=== WORK TASK ===
Go through the entries below from the first line and output each one exactly, up to and including the line with "impl fmt::Debug for BasicCredentials".

=== RECORDS FOR THIS EXERCISE ===
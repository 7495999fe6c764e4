//! Basic-Auth gate for the gateway

use axum::http::HeaderMap;
use axum::http::header::AUTHORIZATION;
use base64::Engine;
use base64::engine::general_purpose::STANDARD;
use std::collections::HashMap;
use std::fmt;

/// Decoded Basic-Auth credentials
#[derive(Clone, PartialEq, Eq)]
pub struct BasicCredentials {
    pub username: String,
    pub password: String,
}

impl fmt::Debug for BasicCredentials {
    fn fmt(&self, f: &mut fmt::Formatter<'_>) -> fmt::Result {
        f.debug_struct("BasicCredentials")
            .field("username", &self.username)
            .field("password", &"<redacted>")
            .finish()
    }
}

/// Outcome of reading the Authorization header
#[derive(Debug, PartialEq, Eq)]
pub enum AuthHeader {
    /// No Authorization header at all
    Missing,
    /// Present but not a usable Basic credential
    Malformed,
    Basic(BasicCredentials),
}

impl AuthHeader {
    pub fn from_headers(headers: &HeaderMap) -> Self {
        let Some(value) = headers.get(AUTHORIZATION) else {
            return AuthHeader::Missing;
        };
        let Ok(value) = value.to_str() else {
            return AuthHeader::Malformed;
        };
        parse_basic(value).map_or(AuthHeader::Malformed, AuthHeader::Basic)
    }
}

fn parse_basic(value: &str) -> Option<BasicCredentials> {
    let (scheme, encoded) = value.trim().split_once(' ')?;
    if !scheme.eq_ignore_ascii_case("basic") {
        return None;
    }
    let decoded = STANDARD.decode(encoded.trim()).ok()?;
    let decoded = String::from_utf8(decoded).ok()?;
    let (username, password) = decoded.split_once(':')?;
    Some(BasicCredentials {
        username: username.to_string(),
        password: password.to_string(),
    })
}

/// Decides whether a username/password pair may use the gateway
pub trait CredentialCheck: Send + Sync {
    fn verify(&self, credentials: &BasicCredentials) -> bool;
}

/// Fixed username to password table
#[derive(Clone, Default)]
pub struct StaticCredentials {
    users: HashMap<String, String>,
}

impl StaticCredentials {
    pub fn new(users: HashMap<String, String>) -> Self {
        Self { users }
    }

    pub fn is_empty(&self) -> bool {
        self.users.is_empty()
    }

    pub fn len(&self) -> usize {
        self.users.len()
    }
}

impl fmt::Debug for StaticCredentials {
    fn fmt(&self, f: &mut fmt::Formatter<'_>) -> fmt::Result {
        let mut names: Vec<_> = self.users.keys().collect();
        names.sort();
        f.debug_struct("StaticCredentials")
            .field("users", &names)
            .finish()
    }
}

impl CredentialCheck for StaticCredentials {
    fn verify(&self, credentials: &BasicCredentials) -> bool {
        match self.users.get(&credentials.username) {
            Some(expected) => constant_time_eq(&credentials.password, expected),
            None => {
                // Burn comparable time for unknown users
                let _ = constant_time_eq(&credentials.password, &credentials.password);
                false
            }
        }
    }
}

/// Compare two secrets without an early exit
pub fn constant_time_eq(left: &str, right: &str) -> bool {
    let left = left.as_bytes();
    let right = right.as_bytes();
    let max_len = left.len().max(right.len());

    let mut diff = left.len() ^ right.len();
    for i in 0..max_len {
        let l = *left.get(i).unwrap_or(&0);
        let r = *right.get(i).unwrap_or(&0);
        diff |= (l ^ r) as usize;
    }
    diff == 0
}
//! socketauth - SSH agent over HTTP with repository-scoped keys

use clap::{CommandFactory, Parser};
use clap_complete::env::CompleteEnv;
use std::process::ExitCode;

use socketauth::cli::commands;
use socketauth::cli::exit_code::ExitCode as SocketauthExit;
use socketauth::cli::{Cli, Commands};
use socketauth::logging::{self, LogConfig};

#[tokio::main]
async fn main() -> ExitCode {
    // Handle dynamic shell completion if COMPLETE env var is set
    CompleteEnv::with_factory(Cli::command).complete();

    let cli = Cli::parse();
    logging::init(&LogConfig::from_flags(cli.verbose, cli.quiet));

    let result = match cli.command {
        Commands::Run(args) => commands::run::execute(args, cli.config).await,
        Commands::Serve(args) => commands::serve::execute(args, cli.config).await.map(|()| 0),
        Commands::Config(args) => commands::config::execute(args, cli.config).map(|()| 0),
        Commands::Version(args) => {
            commands::version::execute(args);
            Ok(0)
        }
        Commands::Completion(args) => commands::completion::execute(args).map(|()| 0),
    };

    match result {
        Ok(code) => ExitCode::from(u8::try_from(code).unwrap_or(u8::MAX)),
        Err(e) => {
            eprintln!("Error: {:#}", e);
            SocketauthExit::for_error(&e).into()
        }
    }
}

=== RESULT ===
repository 7495999fe6c764e4
//! Basic-Auth gate for the gateway

use axum::http::HeaderMap;
use axum::http::header::AUTHORIZATION;
use base64::Engine;
use base64::engine::general_purpose::STANDARD;
use std::collections::HashMap;
use std::fmt;

/// Decoded Basic-Auth credentials
#[derive(Clone, PartialEq, Eq)]
pub struct BasicCredentials {
    pub username: String,
    pub password: String,
}

impl fmt::Debug for BasicCredentials {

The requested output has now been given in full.